An Open Letter to Hospital Administrators

I am an experienced nurse that has watched many of my very talented colleagues leave the bedside due to the changes that have taken place in healthcare as of late. I have seen staff cut to the minimum, while patient acuity and nurse to patient ratios increase. I have seen support staff break down in tears because they have not been able to do their jobs properly. I have seen staff pushed to their breaking point, all the while administration stays in their offices, or in the meetings, determining yet more ways they can cut our resources. I see your salaries raised to ridiculous amounts, while we are denied cost of living increases, housekeeping is cut at night, and our benefits cost more, while the services are decreased.

I see our retirement cut while at the same time, the amount matched continues to be diminished or non-existent.

I see ways in which we are constantly blamed for declining patient satisfaction, increased patient falls, late medication administration, all the while we are asked to do more with less. I have seen you fire experienced staff and hire less experienced, cheaper, staff. I have seen that new staff break down because they have no resources, no experience to draw from and I have seen patients suffer from that inexperience. I have seen codes increase, inappropriate admissions to floors, transfers to higher levels of care, all because no one was there initially to advocate for a higher level of care for the patient, to begin with.
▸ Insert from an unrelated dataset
//! HTTP middleware

mod request_id;

pub use request_id::{REQUEST_ID_HEADER, RequestId, request_id_middleware};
I still see you in your office. I do not see you on the floor. I see you with your graphs, your pie charts, your questions about readmission rates when I had already advocated for that patient to stay longer but was simply laughed off by doctors and not supported by you. Yet, somehow, I need to be on a committee to fix the problem.

I am now required to work extra shifts, because staff are getting sick due to stress, or leaving completely because they are tired of dealing with things. I see you develop a culture of fear, where our jobs are at stake and threatened at every turn. Yet, you still look to me for solutions.

"How can we do more with what we have?" I am asked.

My answer: There is no way to do more. We are at our limit. You are losing nurses as fast as you are gaining them, at a time when we need to be building up our profession when the baby boomers are just starting to become a factor in our healthcare environment.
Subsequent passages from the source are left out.